--- Exercise ---
Repeat all the data word for word.

━━━ Data to process

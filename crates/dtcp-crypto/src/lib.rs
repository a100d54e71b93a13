//! # DTCP Crypto - Client-Side Ledger Identity
//!
//! Cryptographic core for the DTCP ledger client.
//!
//! ## Components
//!
//! | Module | Algorithm | Use Case |
//! |--------|-----------|----------|
//! | `hashing` | Keccak-256 | DNA digests, signature inputs |
//! | `codec` | SEC1 hex encodings | Canonical scalar/point wire form |
//! | `keys` | secp256k1 | Key generation and derivation |
//! | `signing` | Recoverable ECDSA | Metadata/account signatures |
//!
//! ## Security Properties
//!
//! - **Keccak-256**: original Keccak padding, not NIST SHA-3
//! - **secp256k1**: RFC 6979 deterministic nonces, low-S signatures
//! - **Key material**: zeroized on drop, never persisted
//!
//! Everything here is a pure function of its inputs; the only external
//! resource is the OS entropy source used by key generation.

#![warn(missing_docs)]
#![warn(clippy::all)]

pub mod codec;
pub mod errors;
pub mod hashing;
pub mod keys;
pub mod signing;

// Re-exports
pub use codec::{decode_digest, decode_point, decode_scalar, encode_point, is_valid_public_key};
pub use errors::{EncodingError, SigningError};
pub use hashing::{keccak256, keccak256_hex, Hash, Keccak256Hasher};
pub use keys::{derive_public_key, Keypair};
pub use signing::{sign, sign_digest, verify, SIGNATURE_HEX_LEN};

/// Crate version
pub const VERSION: &str = env!("CARGO_PKG_VERSION");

━━━━━━

--- Result for this task ---
filename crates/dtcp-crypto/src/lib.rs
repository a100d54e71b93a13
//! # DTCP Crypto - Client-Side Ledger Identity
//!
//! Cryptographic core for the DTCP ledger client.
//!
//! ## Components
//!
//! | Module | Algorithm | Use Case |
//! |--------|-----------|----------|
//! | `hashing` | Keccak-256 | DNA digests, signature inputs |
//! | `codec` | SEC1 hex encodings | Canonical scalar/point wire form |
//! | `keys` | secp256k1 | Key generation and derivation |
//! | `signing` | Recoverable ECDSA | Metadata/account signatures |
//!
//! ## Security Properties
//!
//! - **Keccak-256**: original Keccak padding, not NIST SHA-3
//! - **secp256k1**: RFC 6979 deterministic nonces, low-S signatures
//! - **Key material**: zeroized on drop, never persisted
//!
//! Everything here is a pure function of its inputs; the only external
//! resource is the OS entropy source used by key generation.

#![warn(missing_docs)]
#![warn(clippy::all)]

pub mod codec;
pub mod errors;
pub mod hashing;
pub mod keys;
pub mod signing;

// Re-exports
pub use codec::{decode_digest, decode_point, decode_scalar, encode_point, is_valid_public_key};
pub use errors::{EncodingError, SigningError};
pub use hashing::{keccak256, keccak256_hex, Hash, Keccak256Hasher};
pub use keys::{derive_public_key, Keypair};
pub use signing::{sign, sign_digest, verify, SIGNATURE_HEX_LEN};

/// Crate version
pub const VERSION: &str = env!("CARGO_PKG_VERSION");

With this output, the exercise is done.